Meeropol wrote the anti-lynching poem "Strange Fruit" (1937), first published as "Bitter Fruit" in a teacher union publication. He later set it to music. The song was recorded and performed by Billie Holiday and Nina Simone. Holiday notes in the book Lady Sings the Blues that she co-wrote the music to the song with Meeropol and Sonny White. The writers David Margolick and Hilton Als dismissed that claim in their work Strange Fruit: The Biography of a Song, writing that hers was "an account that may set a record for most misinformation per column inch". When challenged, Holiday—whose autobiography had been ghostwritten by William Dufty—claimed, "I ain't never read that book."
Meeropol wrote numerous other poems and songs, including the Frank Sinatra and Josh White hit "The House I Live In". He also wrote the libretto of Robert Kurka's opera The Good Soldier Schweik, which was premiered in 1958 by the New York City Opera.

According to his adopted son Robert Meeropol, the songs "Strange Fruit" and "The House I Live In", along with the Peggy Lee hit "Apples, Peaches and Cherries", provided most of the royalty income of the family. "Apples, Peaches and Cherries" was translated into French by Sacha Distel and became a number one hit in France under the title "Scoubidou". Meeropol filed a copyright infringement lawsuit over Distel's plagiarism as Distel initially had claimed the song as his. After the case was settled, Meeropol started receiving the royalties.

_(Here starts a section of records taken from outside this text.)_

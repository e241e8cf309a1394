//! Speech port - Interface for text-to-speech into audio files

use std::path::Path;

use async_trait::async_trait;
use domain::AudioArtifact;
#[cfg(test)]
use mockall::automock;

use crate::error::ApplicationError;

/// Port for speech synthesis
#[cfg_attr(test, automock)]
#[async_trait]
pub trait SpeechPort: Send + Sync {
    /// Speak `text` in the voice for `language_code` into `destination`
    async fn synthesize(
        &self,
        text: &str,
        language_code: &str,
        destination: &Path,
    ) -> Result<AudioArtifact, ApplicationError>;
}
//! Structured word information parsed from generated text

use serde::{Deserialize, Serialize};

/// Definition, synonyms and example for one word
#[derive(Debug, Clone, Default, PartialEq, Eq, Serialize, Deserialize)]
pub struct ParsedWordInfo {
    pub definition: String,
    pub synonyms: String,
    pub example: String,
}

impl ParsedWordInfo {
    /// Parse a free-text reply
    ///
    /// Non-blank trimmed lines are assigned by position: first to
    /// `definition`, second to `synonyms`, third to `example`. Labels such as
    /// "Définition :" are kept verbatim. Missing lines leave the slot empty;
    /// this never fails.
    pub fn parse(raw: &str) -> Self {
        let mut lines = raw.lines().map(str::trim).filter(|line| !line.is_empty());
        let mut next = || lines.next().unwrap_or_default().to_string();

        Self {
            definition: next(),
            synonyms: next(),
            example: next(),
        }
    }

    /// Whether no line could be extracted at all
    pub fn is_empty(&self) -> bool {
        self.definition.is_empty() && self.synonyms.is_empty() && self.example.is_empty()
    }
}
//! Speech processing errors

use thiserror::Error;

/// Errors that can occur during speech synthesis
#[derive(Debug, Error)]
pub enum SpeechError {
    /// Synthesis failed
    #[error("Synthesis failed: {0}")]
    SynthesisFailed(String),

    /// Timeout during processing
    #[error("Speech processing timeout after {0}ms")]
    Timeout(u64),

    /// Invalid configuration
    #[error("Configuration error: {0}")]
    Configuration(String),

    /// Voice model file is missing
    #[error("Model not available: {0}")]
    ModelNotAvailable(String),

    /// Engine not available (not installed or configured)
    #[error("Provider not available: {0}")]
    NotAvailable(String),

    /// Writing the audio file failed
    #[error("Audio output failed: {0}")]
    Output(#[from] std::io::Error),
}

Meeropol published his work under the pseudonym of "Lewis Allan" in memory of the names of his two stillborn children.

==Personal life==
Meeropol was a member of the American Communist Party from 1932 to 1947. He was sympathetic to Julius and Ethel Rosenberg, who were convicted and executed for espionage. Later, Meeropol and his wife, Anne, adopted the Rosenbergs' two sons, Michael and Robert, who were orphaned after their parents' executions. Both children took the surname "Meeropol".

==Death==
Meeropol died on October 30, 1986, at the Jewish Nursing Home in Longmeadow, Massachusetts; he was 83 years old.